—Nos dijo estas mismas palabras: «Queridos hermanos; en el asunto de la pobre Gloria, obrad con arreglo á las ideas de nuestro idolatrado Juan Crisóstomo, que está en el cielo. Haced lo que él habría hecho si hubiera sobrevivido á la horrenda catástrofe de su honor. Inspirémonos en su recuerdo; seamos herederos fieles de su conducta, ya que no podemos serlo de su inteligencia poderosa. En Roma no olvidaré este espantoso asunto, y cuando vuelva espero traer alguna luz.»

—Eso dijo, sí—repuso D. Buenaventura.—Yo creo que el mejor modo de proceder con arreglo al pensamiento del pobre Juan es hacer lo que nos inspire nuestra conciencia. Juan habría hecho lo mismo.

—¡La conciencia!—exclamó Serafinita moviendo la cabeza.—Esa palabra, por decirlo todo, á veces no dice nada. ¡La conciencia! ¡Ay! Ventura, yo veo á la tuya inclinada á ciertos acomodamientos más deshonrosos que la misma deshonra que pretenden evitar; la veo dispuesta á eso que el mundo llama transacción, justo medio ó no sé qué. Piénsalo bien y dí si en este caso horrible puede hacerse más que aceptar el golpe que el Señor se ha dignado descargar sobre nuestra familia, abrumándola de vilipendio; díme si es posible otra cosa más que sucumbir gimiendo y llorar nuestra deshonra, haciendo todo lo posible para que no se divulgue lo que no debe divulgarse.

—Y al fin será del dominio público.

—No...—dijo vivamente Serafinita con cierto orgullo.—Hay algo que no se sabrá nunca, al menos por ahora... Mi prudencia responde de ello; mi discreción me asegura que en eso no picarán las viperinas lenguas de Ficóbriga.

—También en eso picarán...

—Pues sea lo que quiera... Si Dios dispone que la vergüenza aumente, aumentará. Estoy preparada á todo. Ya nada me espanta. El Señor ha querido probarnos. ¡Bendita sea su mano!
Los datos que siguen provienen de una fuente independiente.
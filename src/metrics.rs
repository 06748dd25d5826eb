use anyhow::Result;
use once_cell::sync::Lazy;
use prometheus::{Encoder, IntCounter, IntGauge, Registry, TextEncoder};
use std::thread;

pub static REGISTRY: Lazy<Registry> = Lazy::new(Registry::new);

fn counter(name: &str, help: &str) -> IntCounter {
    let c = IntCounter::new(name, help).expect("metric definition");
    // Registration only fails on duplicate names, which would be a typo here.
    let _ = REGISTRY.register(Box::new(c.clone()));
    c
}

fn gauge(name: &str, help: &str) -> IntGauge {
    let g = IntGauge::new(name, help).expect("metric definition");
    let _ = REGISTRY.register(Box::new(g.clone()));
    g
}

pub static BLOCKS_PROCESSED: Lazy<IntCounter> =
    Lazy::new(|| counter("chainmirror_blocks_processed_total", "Blocks replayed and committed"));
pub static FINALIZE_OPERATIONS: Lazy<IntCounter> =
    Lazy::new(|| counter("chainmirror_finalize_operations_total", "Mapping operations applied"));
pub static HISTORY_RECORDS: Lazy<IntCounter> =
    Lazy::new(|| counter("chainmirror_history_records_total", "Mapping history records written"));
pub static CONSISTENCY_FAILURES: Lazy<IntCounter> =
    Lazy::new(|| counter("chainmirror_consistency_failures_total", "Replays that disagreed with the network"));
pub static REJECTED_TRANSACTIONS: Lazy<IntCounter> =
    Lazy::new(|| counter("chainmirror_rejected_transactions_total", "Rejected transactions replayed"));
pub static PEER_RECONNECTS: Lazy<IntCounter> =
    Lazy::new(|| counter("chainmirror_peer_reconnects_total", "Connection attempts after the first"));
pub static REVERTS: Lazy<IntCounter> = Lazy::new(|| counter("chainmirror_reverts_total", "Completed reverts"));
pub static LATEST_HEIGHT: Lazy<IntGauge> = Lazy::new(|| gauge("chainmirror_latest_height", "Local chain tip"));
pub static PEER_HEIGHT: Lazy<IntGauge> =
    Lazy::new(|| gauge("chainmirror_peer_height", "Latest height advertised by the peer"));

pub fn serve(cfg: crate::config::Metrics) -> Result<()> {
    if !cfg.enabled {
        return Ok(());
    }
    // Touch every metric so it shows up before its first update.
    Lazy::force(&BLOCKS_PROCESSED);
    Lazy::force(&FINALIZE_OPERATIONS);
    Lazy::force(&HISTORY_RECORDS);
    Lazy::force(&CONSISTENCY_FAILURES);
    Lazy::force(&REJECTED_TRANSACTIONS);
    Lazy::force(&PEER_RECONNECTS);
    Lazy::force(&REVERTS);
    Lazy::force(&LATEST_HEIGHT);
    Lazy::force(&PEER_HEIGHT);

    let bind_addr = cfg.bind.clone();
    let header = "Content-Type: text/plain; version=0.0.4"
        .parse::<tiny_http::Header>()
        .map_err(|_| anyhow::anyhow!("invalid metrics content-type header"))?;
    thread::spawn(move || {
        let server = match tiny_http::Server::http(&bind_addr) {
            Ok(s) => s,
            Err(e) => {
                tracing::error!("could not start metrics server on {bind_addr}: {e}");
                return;
            }
        };
        tracing::info!("metrics served on {bind_addr}");

        for request in server.incoming_requests() {
            let mut buffer = vec![];
            let encoder = TextEncoder::new();
            if encoder.encode(&REGISTRY.gather(), &mut buffer).is_err() {
                tracing::warn!("could not encode metrics");
                continue;
            }
            let response = tiny_http::Response::from_data(buffer).with_header(header.clone());
            let _ = request.respond(response);
        }
    });

    Ok(())
}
—¡Bendita sea!—repitió D. Buenaventura.

—No, tú no puedes decir eso,—objetó vivamente Serafinita.—Tú no puedes bendecir la mano que nos ha herido, porque quieres rebelarte contra ella; quieres hacer ahí unas composturas y unos amasijos y unas combinaciones de que no puede resultar nada bueno para la conciencia ni para la fe cristiana. ¿A qué aspiras tú? Vamos á ver; dímelo claramente.

—A lo que se aspira siempre cuando ocurren estas desgracias en una familia honrada—repuso D. Buenaventura con flemático acento.